Like many in the audience at the most recent Qualicum Acoustic Cafe event, John Forrest came to see singer-songwriter Beth Marie Anderson perform.
But it was Forrest who coaxed the first spontaneous sing-along of the evening when he stepped to the microphone and launched into a rendition of the Ian Tyson country classic Four Strong Winds.
“That was fine,” Forrest said of the crowd’s unscripted participation as he accompanied himself on acoustic guitar and harmonica. “That’s what it’s all about. To get the audience into the music.”
Forrest was one of four performers who graced the open stage portion of the Jan. 29 Qualicum Acoustic Cafe, a hybrid evening of music that allows anyone willing to “open” for a paid, feature performer.
The series, which features events the first Friday of each month through spring, is held at Rotary House in Qualicum Beach, a cozy venue that seats just 80 people. Founders John and Joyce Beaton and Dave Barta configured QUAC on the folk club model, but wanted to open it up to performers across a spectrum of entertainment styles.
It has become a popular destination for both performers and the audience, with tickets typically selling out within a day or two of going on sale.

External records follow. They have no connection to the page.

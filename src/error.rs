//! Error types shared by the search, organize, and deletion engines.
//!
//! Cancelling a confirmation is not an error: the gates report it through their
//! outcome enums. Unreadable subtrees during a search are not errors either; the
//! walk skips them and keeps going.

use crate::organize::{OrganizeAction, Transfer};
use std::path::PathBuf;
use thiserror::Error;

/// Bad or missing input. Raised before any filesystem mutation takes place.
#[derive(Debug, Error)]
pub enum ValidationError {
    #[error("no folder selected")]
    NoRootSelected,

    #[error("{} is not a directory", .0.display())]
    RootNotADirectory(PathBuf),

    #[error("search query is empty")]
    EmptyQuery,

    #[error("no files to organize; run a search first")]
    EmptyIndex,

    #[error("new folder name cannot be empty")]
    EmptyName,

    #[error("folder name '{0}' must be a single folder, not a path")]
    InvalidName(String),

    #[error("a folder named '{}' already exists", .0.display())]
    DestinationExists(PathBuf),

    #[error("could not find file '{0}'")]
    NotFound(String),

    #[error("no file selected")]
    NothingSelected,
}

/// Errors reported by the library.
#[derive(Debug, Error)]
pub enum OrderlyError {
    #[error(transparent)]
    Validation(#[from] ValidationError),

    #[error("failed to create folder {}: {source}", .path.display())]
    CreateDir {
        path: PathBuf,
        #[source]
        source: std::io::Error,
    },

    #[error("failed to {} {} to {}: {source}", .action.verb(), .from.display(), .to.display())]
    Transfer {
        action: OrganizeAction,
        from: PathBuf,
        to: PathBuf,
        #[source]
        source: std::io::Error,
    },

    #[error("no free name for '{filename}' in {}", .dir.display())]
    ConflictResolutionExhausted { dir: PathBuf, filename: String },

    #[error("organize stopped after {processed} file(s) in {}: {cause}", .destination.display())]
    OrganizeAborted {
        processed: usize,
        destination: PathBuf,
        /// Files that reached the destination before the failure.
        transferred: Vec<Transfer>,
        #[source]
        cause: Box<OrderlyError>,
    },

    #[error("failed to move {} to the trash: {detail}", .path.display())]
    Trash { path: PathBuf, detail: String },

    #[error("failed to open {}: {source}", .path.display())]
    Open {
        path: PathBuf,
        #[source]
        source: std::io::Error,
    },

    #[error("failed to encode results: {0}")]
    Encode(#[from] serde_json::Error),

    #[error(transparent)]
    Config(#[from] crate::config::ConfigError),
}

impl OrderlyError {
    /// Returns true for input problems that left the filesystem untouched.
    pub fn is_validation(&self) -> bool {
        matches!(self, Self::Validation(_))
    }
}

pub type OrderlyResult<T> = Result<T, OrderlyError>;
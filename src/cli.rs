//! Command-line front end for orderly.
//!
//! This module turns parsed commands into session calls:
//! - Loading search defaults and walk rules from configuration
//! - Running the search that every command starts from
//! - Asking for typed confirmation before organizing or deleting
//! - Reporting outcomes through [`OutputFormatter`]

use crate::config::OrderlyConfig;
use crate::deletion::{DeleteOutcome, DeletionGate, TrashProvider};
use crate::error::{OrderlyError, OrderlyResult};
use crate::organize::{OrganizeAction, OrganizeOutcome, OrganizeRequest};
use crate::output::OutputFormatter;
use crate::query::SearchMode;
use crate::search::SearchEngine;
use crate::session::{SearchOptions, Session};
use std::io::{self, BufRead, Write};
use std::path::PathBuf;

/// Where and what to search. `None` options fall back to configuration.
#[derive(Debug, Clone, Default)]
pub struct SearchArgs {
    pub root: PathBuf,
    pub query: String,
    pub mode: Option<SearchMode>,
    pub fuzzy: Option<bool>,
    pub case_sensitive: Option<bool>,
}

impl SearchArgs {
    fn options(&self, defaults: SearchOptions) -> SearchOptions {
        SearchOptions {
            mode: self.mode.unwrap_or(defaults.mode),
            case_sensitive: self.case_sensitive.unwrap_or(defaults.case_sensitive),
            fuzzy: self.fuzzy.unwrap_or(defaults.fuzzy),
        }
    }
}

/// A CLI command to execute.
#[derive(Debug, Clone)]
pub enum Command {
    /// List the files matching a query.
    Search { search: SearchArgs, json: bool },
    /// Gather every match into a new folder under the search root.
    Organize {
        search: SearchArgs,
        folder: String,
        action: OrganizeAction,
        confirm: Option<String>,
    },
    /// Send one match to the trash.
    Delete {
        search: SearchArgs,
        file: String,
        confirm: Option<String>,
    },
    /// Open one match with the default application.
    Open { search: SearchArgs, file: String },
}

/// Supplies the typed confirmation for a prompt.
pub trait ConfirmationSource {
    /// Returns the user's answer, or `None` if they backed out.
    fn ask(&mut self, prompt: &str) -> Option<String>;
}

/// Prints the prompt and reads one line from standard input.
pub struct StdinConfirmation;

impl ConfirmationSource for StdinConfirmation {
    fn ask(&mut self, prompt: &str) -> Option<String> {
        OutputFormatter::warning(prompt);
        print!("> ");
        io::stdout().flush().ok()?;

        let mut line = String::new();
        match io::stdin().lock().read_line(&mut line) {
            Ok(0) | Err(_) => None,
            Ok(_) => {
                let answer = line.trim_end_matches(['\r', '\n']);
                (!answer.is_empty()).then(|| answer.to_string())
            }
        }
    }
}

/// Answers every prompt with the same fixed token.
pub struct PresetAnswer(pub Option<String>);

impl ConfirmationSource for PresetAnswer {
    fn ask(&mut self, _prompt: &str) -> Option<String> {
        self.0.clone()
    }
}

/// Runs `command`, printing results and status text.
///
/// Cancelled confirmations are reported and return `Ok(())`.
///
/// # Examples
///
/// ```no_run
/// use orderly::cli::{run_cli, Command, SearchArgs, StdinConfirmation};
/// use orderly::config::OrderlyConfig;
/// use orderly::deletion::SystemTrash;
///
/// let command = Command::Search {
///     search: SearchArgs {
///         root: "/home/me/Documents".into(),
///         query: "invoice".to_string(),
///         ..Default::default()
///     },
///     json: false,
/// };
/// if let Err(e) = run_cli(&command, &OrderlyConfig::default(), &mut StdinConfirmation, &SystemTrash) {
///     eprintln!("Error: {}", e);
/// }
/// ```
pub fn run_cli<T: TrashProvider>(
    command: &Command,
    config: &OrderlyConfig,
    confirmer: &mut dyn ConfirmationSource,
    trash: T,
) -> OrderlyResult<()> {
    match command {
        Command::Search { search, json } => {
            let session = search_session(search, config)?;
            if *json {
                OutputFormatter::json_matches(session.matches())?;
            } else {
                OutputFormatter::match_list(session.matches(), &search.root);
                report_search(&search.query, session.matches().len());
            }
            Ok(())
        }
        Command::Organize {
            search,
            folder,
            action,
            confirm,
        } => {
            let mut session = search_session(search, config)?;
            report_search(&search.query, session.matches().len());

            let request = OrganizeRequest::new(folder.as_str(), *action);
            let plan = session.plan_organize(&request)?;
            let answer = answer_for(confirm, confirmer, &plan.prompt());

            match session.execute_organize(&plan, answer.as_deref())? {
                OrganizeOutcome::Completed(report) => {
                    OutputFormatter::success(&format!(
                        "Successfully {} {} file(s) to '{}'.",
                        report.action.past_tense(),
                        report.processed(),
                        plan.folder_name
                    ));
                    OutputFormatter::transfer_table(&report);
                }
                OrganizeOutcome::Cancelled => OutputFormatter::cancelled("Organization"),
            }
            Ok(())
        }
        Command::Delete {
            search,
            file,
            confirm,
        } => {
            let mut session = search_session(search, config)?;
            session.select(file)?;

            let gate = DeletionGate::new(trash);
            let proposal = session.propose_delete(&gate, file)?;
            let answer = answer_for(confirm, confirmer, &proposal.prompt());

            match session.confirm_delete(&gate, &proposal, answer.as_deref())? {
                DeleteOutcome::Deleted { name, .. } => {
                    OutputFormatter::success(&format!("Successfully moved '{name}' to the trash."));
                }
                DeleteOutcome::Cancelled => OutputFormatter::cancelled("Deletion"),
            }
            Ok(())
        }
        Command::Open { search, file } => {
            let mut session = search_session(search, config)?;
            session.select(file)?;
            let path = session.selected_path()?;

            OutputFormatter::success(&format!("Opening file: '{file}'..."));
            open::that(path).map_err(|e| OrderlyError::Open {
                path: path.to_path_buf(),
                source: e,
            })
        }
    }
}

/// Builds a session from configuration and runs the command's search.
fn search_session(args: &SearchArgs, config: &OrderlyConfig) -> OrderlyResult<Session> {
    let engine = SearchEngine::new(config.walk.compile()?);
    let options = args.options(SearchOptions::from(&config.search));

    let mut session = Session::new(engine, options);
    session.set_root(Some(args.root.clone()));
    OutputFormatter::info(&format!(
        "Searching for '{}' in '{}'...",
        args.query.trim(),
        args.root.display()
    ));
    session.search(&args.query)?;
    Ok(session)
}

fn report_search(query: &str, found: usize) {
    if found == 0 {
        OutputFormatter::warning(&format!("No files found containing '{}'.", query.trim()));
    } else {
        OutputFormatter::success(&format!("Search complete. Found {found} file(s)."));
    }
}

fn answer_for(
    preset: &Option<String>,
    confirmer: &mut dyn ConfirmationSource,
    prompt: &str,
) -> Option<String> {
    match preset {
        Some(token) => Some(token.clone()),
        None => confirmer.ask(prompt),
    }
}

#[cfg(test)]
mod tests {
    use super::*;

    #[test]
    fn test_search_args_override_defaults() {
        let args = SearchArgs {
            mode: Some(SearchMode::Extension),
            fuzzy: None,
            case_sensitive: Some(false),
            ..Default::default()
        };
        let defaults = SearchOptions {
            mode: SearchMode::Keyword,
            case_sensitive: true,
            fuzzy: true,
        };

        let options = args.options(defaults);
        assert_eq!(options.mode, SearchMode::Extension);
        assert!(!options.case_sensitive);
        assert!(options.fuzzy);
    }

    #[test]
    fn test_preset_answer_wins_over_prompt() {
        struct Unreachable;
        impl ConfirmationSource for Unreachable {
            fn ask(&mut self, _prompt: &str) -> Option<String> {
                panic!("should not prompt when a token was given");
            }
        }

        let answer = answer_for(&Some("MOVE".to_string()), &mut Unreachable, "prompt");
        assert_eq!(answer.as_deref(), Some("MOVE"));

        let mut preset = PresetAnswer(None);
        assert_eq!(answer_for(&None, &mut preset, "prompt"), None);
    }
}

“The audience is not only friendly, but they come here ready to hear what you have to say,” said Bill Wilson of Qualicum Beach, a retired commercial fisherman who pens and performs parody songs to the tune of popular classics. “The applause itself is reason enough, but it also gives you a chance to practise your art and get feedback.”
Forrest, who began writing music 12 years ago, said he has been performing in jam sessions and open mic events on the mid-Island for about 15 years.
He has busked at Coombs Saturday Market and in Nanaimo and has jammed at the McMillan Arts Centre, the Soundgarden in Coombs and at the now-defunct Lazy Mike’s in Whiskey Creek.
This was his first appearance at QUAC, and he gave the evening rave reviews.
“I saw they were going to have Beth Marie coming and I looked it up online and saw they have an open stage,” Forrest said.
“The only other place you can do this is in bars and pubs, and that’s not my scene.”
Australian and part-time Vancouver Islander Ian Symons weaves a humorous and improbably tale involving characters Alice in Wonderland, Oz and more during the open stage portion of the recent Qualicum Acoustic Cafe at Rotary House in downtown Qualicum Beach. — Image credit: J.R. Rardon/PQB NEWS
Unlike the bar scene, performers in the QUAC series are not competing with table conversation or clattering dishes and glasses. Other than an intermission between the open stage and the feature act, which boasts organic apple crumble made by kitchen volunteers, the attention of the audience is given to the performers standing just a few feet away.
“For this type of audience and venue, I equate it to playing a house concert,” Anderson said prior to her performance.
Ian Tyson, an Australian storyteller who is on his third extended visit to Canada, regaled the crowd with a humorous tale involving characters from both Alice in Wonderland and The Wizard of Oz, along with at least one Aussie and one Irishman. And drinking. And food.
“I love entertaining, and Canadians I’ve come to find to be a wonderful people,” said Tyson, currently living in Bowser after previous stays in Ontario and Parksville. “Also, it’s inspirational when you see the response of the audience.”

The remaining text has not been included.